Porträt: Elfriede Mautsch ist seit 40 Jahren der gute Geist der Stiftsruine

Die Hüterin der Pforte

Zweites zu Hause: Elfriede Mautsch hinter dem Tresen ihres geliebten Kiosks. Foto: Brandau

Bad Hersfeld. Kein Sommerurlaub in den letzten 40 Jahren. Das nimmt Elfriede Mautsch gerne in Kauf. Viel lieber arbeitet sie in ihrer geliebten Stiftsruine. In diesem Jahr hat sie Jubiläum. Volle 40 Jahre ist sie dabei. Anfangs putzte sie und war Mädchen für alles für die Intendanten. 1986 wurde sie vom Land Hessen offiziell zur Aufseherin über die Stiftsruine ernannt. Garderobe, Zuschauerraum und Besucherführungen fielen in ihren Aufgabenbereich.

Zu finden ist die fitte 73-jährige allerdings meistens in ihrem Kiosk im Eingangsbereich der Ruine. Dort verkauft sie Getränke und Leckereien an die Besucher.

Tätig im Ehrenamt

Mit 60 Jahren ließ sich Elfriede Mautsch pensionieren. Das hieß aber nicht das Ende ihrer Arbeit. Bis heute arbeitet sie ehrenamtlich in ihrem zweiten zu Hause. „Ich liebe die Ruine über alles“, erklärt Elfriede Mautsch.

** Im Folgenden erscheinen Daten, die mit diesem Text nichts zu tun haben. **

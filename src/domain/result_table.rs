//! Column-aligned result storage
//!
//! Records are stored column by column, mirroring the tabular file they end up
//! in. A record is pushed as a whole or not at all, so every column always has
//! the same length.

use super::title::DetailRecord;
use std::io;

/// Output column names, in file order
pub const COLUMN_HEADERS: [&str; 6] = [
    "Title",
    "Release Year",
    "IMDB Rating",
    "Directors",
    "Cast",
    "Plot Summary",
];

#[derive(Debug, Clone, Default, PartialEq, Eq)]
pub struct ResultTable {
    titles: Vec<String>,
    release_years: Vec<Option<String>>,
    ratings: Vec<Option<String>>,
    directors: Vec<Option<String>>,
    cast: Vec<String>,
    summaries: Vec<Option<String>>,
}

impl ResultTable {
    pub fn new() -> Self {
        Self::default()
    }

    /// Appends one record across all six columns
    pub fn push(&mut self, record: DetailRecord) {
        let DetailRecord {
            title,
            release_year,
            rating,
            directors,
            cast,
            summary,
        } = record;

        self.titles.push(title);
        self.release_years.push(release_year);
        self.ratings.push(rating);
        self.directors.push(directors);
        self.cast.push(cast);
        self.summaries.push(summary);
    }

    /// Number of rows
    pub fn len(&self) -> usize {
        self.titles.len()
    }

    pub fn is_empty(&self) -> bool {
        self.titles.is_empty()
    }

    /// Length of every column, in header order
    pub fn column_lengths(&self) -> [usize; 6] {
        [
            self.titles.len(),
            self.release_years.len(),
            self.ratings.len(),
            self.directors.len(),
            self.cast.len(),
            self.summaries.len(),
        ]
    }

    pub fn is_aligned(&self) -> bool {
        let lengths = self.column_lengths();
        lengths.iter().all(|len| *len == lengths[0])
    }

    /// Row `index` as cell values in header order; absent values are empty
    pub fn row(&self, index: usize) -> Option<[&str; 6]> {
        fn cell(value: &Option<String>) -> &str {
            value.as_deref().unwrap_or_default()
        }

        Some([
            self.titles.get(index)?.as_str(),
            cell(self.release_years.get(index)?),
            cell(self.ratings.get(index)?),
            cell(self.directors.get(index)?),
            self.cast.get(index)?.as_str(),
            cell(self.summaries.get(index)?),
        ])
    }

    pub fn rows(&self) -> impl Iterator<Item = [&str; 6]> + '_ {
        (0..self.len()).filter_map(|index| self.row(index))
    }

    /// Writes the header and every row as CSV
    pub fn write_csv<W: io::Write>(&self, writer: W) -> Result<(), csv::Error> {
        debug_assert!(self.is_aligned(), "result table columns out of alignment");

        let mut csv_writer = csv::Writer::from_writer(writer);
        csv_writer.write_record(COLUMN_HEADERS)?;
        for row in self.rows() {
            csv_writer.write_record(row)?;
        }
        csv_writer.flush()?;
        Ok(())
    }
}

In all den Jahren hat sie nicht eine Vorstellung verpasst. „Der fröhliche Weinberg“ war ihr persönliches Highlight. Bei Sonne, Regen und Sturm sitzt Elfriede Mautsch in „ihrer“ Ruine. „Meine Knochen haben schon gelitten“, bekennt sie. Aber trotzdem werde sie weiter machen, bis es nicht mehr geht. Der Kiosk ist mittlerweile zu einem Familienbetrieb geworden. Elfriede Mautsch hat ihn ihrem Sohn überschrieben. Doch von März bis Oktober steht sie selber hinter der Kasse. Während ihrer gesamten Amtszeit hat sie neben ihren Ruinen-Tätigkeiten auch noch sechs Kinder groß gezogen. „Teils habe ich für elf Leute mittags gekocht“.

Alles selber beigebracht

Die am 13. Januar 1938 geborene Weißenbornerin arbeitete vor ihrem Umzug nach Bad Hersfeld als Verkäuferin in Frankfurt. Eine Ausbildung gemacht hat sie nicht. Dafür war damals kein Geld da. Buchhaltung musste sie sich später selber beibringen. „Mich kann man eigentlich überall einsetzen“, erzählt sie. Als ihr Mann dann 1970 als Schreiner in Bad Hersfeld tätig wurde, wollte auch sie nicht mehr zu Hause sitzen. Schon ein Jahr später klappte es mit der Anstellung, die ihr Leben bis heute bereichert. „Ein Sonnenuntergang in der Ruine, das ist einfach nur wunderschön.“ Sie hofft, dass sie so lange wie möglich dabei bleiben kann. „Die Ruine ist ein Bauwerk, das man in Ehren halten muss“, erklärt Elfriede Mautsch ehrfürchtig.